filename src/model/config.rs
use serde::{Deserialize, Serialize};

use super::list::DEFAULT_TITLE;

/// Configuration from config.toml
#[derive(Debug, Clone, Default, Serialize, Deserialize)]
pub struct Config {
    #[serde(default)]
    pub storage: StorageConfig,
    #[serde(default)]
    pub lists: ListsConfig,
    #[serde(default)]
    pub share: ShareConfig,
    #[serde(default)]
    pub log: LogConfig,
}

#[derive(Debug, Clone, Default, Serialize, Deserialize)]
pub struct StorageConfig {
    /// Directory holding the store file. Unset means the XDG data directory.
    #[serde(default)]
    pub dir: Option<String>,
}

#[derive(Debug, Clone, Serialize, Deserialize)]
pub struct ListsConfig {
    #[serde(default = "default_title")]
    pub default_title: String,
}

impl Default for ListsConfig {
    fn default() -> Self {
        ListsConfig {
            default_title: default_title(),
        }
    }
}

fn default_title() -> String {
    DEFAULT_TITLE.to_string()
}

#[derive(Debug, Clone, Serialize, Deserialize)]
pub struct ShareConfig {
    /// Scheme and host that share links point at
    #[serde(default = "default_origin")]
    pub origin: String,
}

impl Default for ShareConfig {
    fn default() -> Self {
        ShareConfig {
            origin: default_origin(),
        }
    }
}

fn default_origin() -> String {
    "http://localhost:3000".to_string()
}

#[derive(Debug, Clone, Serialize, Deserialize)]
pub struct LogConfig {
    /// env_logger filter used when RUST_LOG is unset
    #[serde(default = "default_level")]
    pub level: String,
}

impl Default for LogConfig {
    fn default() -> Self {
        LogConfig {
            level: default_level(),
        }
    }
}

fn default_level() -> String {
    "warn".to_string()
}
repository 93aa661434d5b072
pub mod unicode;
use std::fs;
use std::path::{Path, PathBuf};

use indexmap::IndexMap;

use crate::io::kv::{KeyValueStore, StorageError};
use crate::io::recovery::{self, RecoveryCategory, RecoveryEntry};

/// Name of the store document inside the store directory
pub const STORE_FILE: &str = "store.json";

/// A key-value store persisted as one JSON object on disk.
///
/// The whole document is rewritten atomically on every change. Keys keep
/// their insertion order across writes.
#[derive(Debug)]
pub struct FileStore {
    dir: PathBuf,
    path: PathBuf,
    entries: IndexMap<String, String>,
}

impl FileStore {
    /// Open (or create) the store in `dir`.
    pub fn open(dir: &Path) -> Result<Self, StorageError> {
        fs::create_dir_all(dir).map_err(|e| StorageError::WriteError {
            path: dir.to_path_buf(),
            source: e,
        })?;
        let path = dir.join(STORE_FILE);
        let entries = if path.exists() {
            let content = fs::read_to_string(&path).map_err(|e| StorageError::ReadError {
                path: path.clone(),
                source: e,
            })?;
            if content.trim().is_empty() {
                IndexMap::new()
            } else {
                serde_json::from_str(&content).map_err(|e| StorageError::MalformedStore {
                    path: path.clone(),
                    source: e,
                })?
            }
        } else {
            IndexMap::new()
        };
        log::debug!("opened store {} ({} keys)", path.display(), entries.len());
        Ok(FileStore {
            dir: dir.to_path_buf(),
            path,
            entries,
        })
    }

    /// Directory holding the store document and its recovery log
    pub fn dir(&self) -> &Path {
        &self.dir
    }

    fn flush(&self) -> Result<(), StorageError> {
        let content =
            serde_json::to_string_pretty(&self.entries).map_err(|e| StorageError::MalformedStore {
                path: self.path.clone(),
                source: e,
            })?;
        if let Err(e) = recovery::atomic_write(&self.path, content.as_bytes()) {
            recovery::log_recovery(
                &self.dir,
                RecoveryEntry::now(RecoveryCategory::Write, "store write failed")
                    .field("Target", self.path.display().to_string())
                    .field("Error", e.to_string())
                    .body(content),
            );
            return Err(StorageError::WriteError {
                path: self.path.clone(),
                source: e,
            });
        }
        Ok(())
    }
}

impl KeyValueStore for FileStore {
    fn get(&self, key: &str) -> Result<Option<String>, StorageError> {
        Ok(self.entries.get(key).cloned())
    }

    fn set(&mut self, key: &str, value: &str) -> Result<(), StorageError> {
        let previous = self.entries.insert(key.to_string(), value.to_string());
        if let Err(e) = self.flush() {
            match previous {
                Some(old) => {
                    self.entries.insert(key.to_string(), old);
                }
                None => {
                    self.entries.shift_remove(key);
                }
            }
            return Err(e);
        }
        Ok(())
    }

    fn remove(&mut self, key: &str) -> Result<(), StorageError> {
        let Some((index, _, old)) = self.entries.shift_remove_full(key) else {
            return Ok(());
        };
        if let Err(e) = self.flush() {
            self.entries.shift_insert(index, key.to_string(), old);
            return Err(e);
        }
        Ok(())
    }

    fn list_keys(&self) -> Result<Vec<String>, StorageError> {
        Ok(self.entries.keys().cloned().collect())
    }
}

******

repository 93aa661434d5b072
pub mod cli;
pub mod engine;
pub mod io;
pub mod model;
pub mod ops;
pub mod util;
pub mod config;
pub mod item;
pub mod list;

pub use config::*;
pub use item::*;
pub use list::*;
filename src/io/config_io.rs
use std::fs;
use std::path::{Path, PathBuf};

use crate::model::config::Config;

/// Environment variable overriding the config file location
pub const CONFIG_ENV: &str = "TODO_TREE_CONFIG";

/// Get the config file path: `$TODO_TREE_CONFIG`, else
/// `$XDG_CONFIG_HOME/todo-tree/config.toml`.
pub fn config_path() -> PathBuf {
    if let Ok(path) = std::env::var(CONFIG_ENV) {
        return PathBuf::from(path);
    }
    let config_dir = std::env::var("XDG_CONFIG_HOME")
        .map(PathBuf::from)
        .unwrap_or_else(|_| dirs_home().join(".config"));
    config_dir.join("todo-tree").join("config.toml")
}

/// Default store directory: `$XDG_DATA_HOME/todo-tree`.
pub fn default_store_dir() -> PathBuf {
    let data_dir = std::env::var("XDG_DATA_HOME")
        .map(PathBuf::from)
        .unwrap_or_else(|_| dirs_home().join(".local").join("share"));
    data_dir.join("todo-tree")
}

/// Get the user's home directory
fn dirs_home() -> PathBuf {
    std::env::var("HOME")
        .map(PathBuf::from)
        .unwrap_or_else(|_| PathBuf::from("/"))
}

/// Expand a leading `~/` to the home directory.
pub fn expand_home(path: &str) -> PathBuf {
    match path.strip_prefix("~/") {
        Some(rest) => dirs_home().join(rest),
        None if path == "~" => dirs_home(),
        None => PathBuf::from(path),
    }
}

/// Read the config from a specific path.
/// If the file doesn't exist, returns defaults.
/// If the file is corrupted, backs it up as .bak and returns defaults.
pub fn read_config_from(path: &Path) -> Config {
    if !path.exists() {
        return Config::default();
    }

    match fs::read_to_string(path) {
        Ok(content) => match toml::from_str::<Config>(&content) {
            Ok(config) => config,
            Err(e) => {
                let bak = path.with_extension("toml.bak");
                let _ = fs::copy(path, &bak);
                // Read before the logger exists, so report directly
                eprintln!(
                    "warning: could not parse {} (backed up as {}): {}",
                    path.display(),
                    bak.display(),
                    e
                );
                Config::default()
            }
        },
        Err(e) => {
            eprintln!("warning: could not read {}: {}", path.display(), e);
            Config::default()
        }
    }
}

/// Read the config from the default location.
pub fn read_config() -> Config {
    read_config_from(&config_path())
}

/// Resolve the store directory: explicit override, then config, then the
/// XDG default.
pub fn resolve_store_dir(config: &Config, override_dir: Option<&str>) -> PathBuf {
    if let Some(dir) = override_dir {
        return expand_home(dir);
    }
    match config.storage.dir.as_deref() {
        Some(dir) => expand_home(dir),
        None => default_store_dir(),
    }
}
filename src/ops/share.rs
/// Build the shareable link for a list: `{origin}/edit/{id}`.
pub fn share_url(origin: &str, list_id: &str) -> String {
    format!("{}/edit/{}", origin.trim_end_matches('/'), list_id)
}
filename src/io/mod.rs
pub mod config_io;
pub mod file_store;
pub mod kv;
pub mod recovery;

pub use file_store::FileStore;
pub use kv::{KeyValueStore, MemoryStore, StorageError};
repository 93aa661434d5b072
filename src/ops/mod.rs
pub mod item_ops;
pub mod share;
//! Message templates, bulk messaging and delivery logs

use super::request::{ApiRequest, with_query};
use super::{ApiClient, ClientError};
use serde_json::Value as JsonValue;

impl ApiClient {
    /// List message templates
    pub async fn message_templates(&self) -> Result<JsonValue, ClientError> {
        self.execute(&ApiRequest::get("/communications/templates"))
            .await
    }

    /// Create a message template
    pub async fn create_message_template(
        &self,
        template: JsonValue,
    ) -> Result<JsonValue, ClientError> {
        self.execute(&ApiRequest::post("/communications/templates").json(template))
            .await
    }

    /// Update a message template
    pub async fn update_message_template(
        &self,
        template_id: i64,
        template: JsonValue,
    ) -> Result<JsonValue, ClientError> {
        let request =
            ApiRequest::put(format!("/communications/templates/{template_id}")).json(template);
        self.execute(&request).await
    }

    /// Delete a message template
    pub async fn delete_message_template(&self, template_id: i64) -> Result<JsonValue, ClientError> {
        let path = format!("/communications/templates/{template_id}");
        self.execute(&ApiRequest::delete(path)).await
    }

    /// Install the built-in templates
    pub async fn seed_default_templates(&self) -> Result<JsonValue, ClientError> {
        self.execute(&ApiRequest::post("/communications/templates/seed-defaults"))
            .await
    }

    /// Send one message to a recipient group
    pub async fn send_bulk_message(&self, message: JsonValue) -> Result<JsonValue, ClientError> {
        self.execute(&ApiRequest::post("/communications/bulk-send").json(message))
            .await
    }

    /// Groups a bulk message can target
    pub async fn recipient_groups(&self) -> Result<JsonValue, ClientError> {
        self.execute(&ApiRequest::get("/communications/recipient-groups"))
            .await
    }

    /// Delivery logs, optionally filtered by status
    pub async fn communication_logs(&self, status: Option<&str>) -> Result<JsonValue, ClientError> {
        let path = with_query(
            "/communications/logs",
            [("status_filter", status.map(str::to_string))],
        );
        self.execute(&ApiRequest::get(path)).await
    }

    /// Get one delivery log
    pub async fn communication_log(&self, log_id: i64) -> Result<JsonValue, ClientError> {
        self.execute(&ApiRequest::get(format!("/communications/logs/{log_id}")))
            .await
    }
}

******

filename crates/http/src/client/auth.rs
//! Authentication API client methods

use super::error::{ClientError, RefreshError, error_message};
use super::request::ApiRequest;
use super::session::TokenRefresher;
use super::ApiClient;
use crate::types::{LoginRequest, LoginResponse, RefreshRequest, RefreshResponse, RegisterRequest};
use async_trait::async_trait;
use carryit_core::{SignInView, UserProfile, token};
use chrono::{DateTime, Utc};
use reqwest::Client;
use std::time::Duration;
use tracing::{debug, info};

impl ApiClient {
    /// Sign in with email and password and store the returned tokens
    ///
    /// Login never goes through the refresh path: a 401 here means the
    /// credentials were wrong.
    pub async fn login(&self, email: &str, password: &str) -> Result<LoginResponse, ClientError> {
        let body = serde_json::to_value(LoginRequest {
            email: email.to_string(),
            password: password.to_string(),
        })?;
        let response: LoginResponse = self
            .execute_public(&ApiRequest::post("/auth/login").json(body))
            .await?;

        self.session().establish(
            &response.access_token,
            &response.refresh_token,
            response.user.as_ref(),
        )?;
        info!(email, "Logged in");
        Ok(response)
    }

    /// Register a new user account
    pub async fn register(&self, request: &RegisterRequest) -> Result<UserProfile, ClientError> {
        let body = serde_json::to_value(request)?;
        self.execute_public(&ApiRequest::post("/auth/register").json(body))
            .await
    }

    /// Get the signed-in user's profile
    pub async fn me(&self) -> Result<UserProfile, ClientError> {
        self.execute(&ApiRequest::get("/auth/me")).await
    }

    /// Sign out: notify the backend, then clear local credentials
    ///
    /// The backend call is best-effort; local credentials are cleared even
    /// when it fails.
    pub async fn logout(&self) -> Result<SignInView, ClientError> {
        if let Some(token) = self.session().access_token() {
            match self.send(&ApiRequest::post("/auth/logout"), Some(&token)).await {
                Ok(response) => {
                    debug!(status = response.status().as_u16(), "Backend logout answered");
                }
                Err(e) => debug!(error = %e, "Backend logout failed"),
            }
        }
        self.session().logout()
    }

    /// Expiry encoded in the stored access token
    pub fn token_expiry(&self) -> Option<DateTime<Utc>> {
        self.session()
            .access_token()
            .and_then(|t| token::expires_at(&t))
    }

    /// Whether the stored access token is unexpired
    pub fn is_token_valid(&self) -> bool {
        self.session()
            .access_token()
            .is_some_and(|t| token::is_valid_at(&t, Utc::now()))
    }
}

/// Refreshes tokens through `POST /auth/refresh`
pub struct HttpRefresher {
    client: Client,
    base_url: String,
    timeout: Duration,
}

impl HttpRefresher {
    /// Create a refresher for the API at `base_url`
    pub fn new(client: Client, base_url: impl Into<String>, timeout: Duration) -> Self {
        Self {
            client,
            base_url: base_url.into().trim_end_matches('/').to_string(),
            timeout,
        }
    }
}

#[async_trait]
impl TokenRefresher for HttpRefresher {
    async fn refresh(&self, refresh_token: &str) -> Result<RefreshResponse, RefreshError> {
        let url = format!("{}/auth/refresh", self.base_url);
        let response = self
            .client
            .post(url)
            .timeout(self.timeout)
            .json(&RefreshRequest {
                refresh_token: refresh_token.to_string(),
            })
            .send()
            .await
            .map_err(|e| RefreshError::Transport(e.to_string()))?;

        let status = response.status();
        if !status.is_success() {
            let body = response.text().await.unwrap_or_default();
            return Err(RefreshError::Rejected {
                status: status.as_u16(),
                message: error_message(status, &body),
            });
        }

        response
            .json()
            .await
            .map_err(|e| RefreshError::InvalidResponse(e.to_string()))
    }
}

******

Exercise details:
Every line above that includes the word "edit" must appear in the answer.

Result for this task:
/// Build the shareable link for a list: `{origin}/edit/{id}`.
    format!("{}/edit/{}", origin.trim_end_matches('/'), list_id)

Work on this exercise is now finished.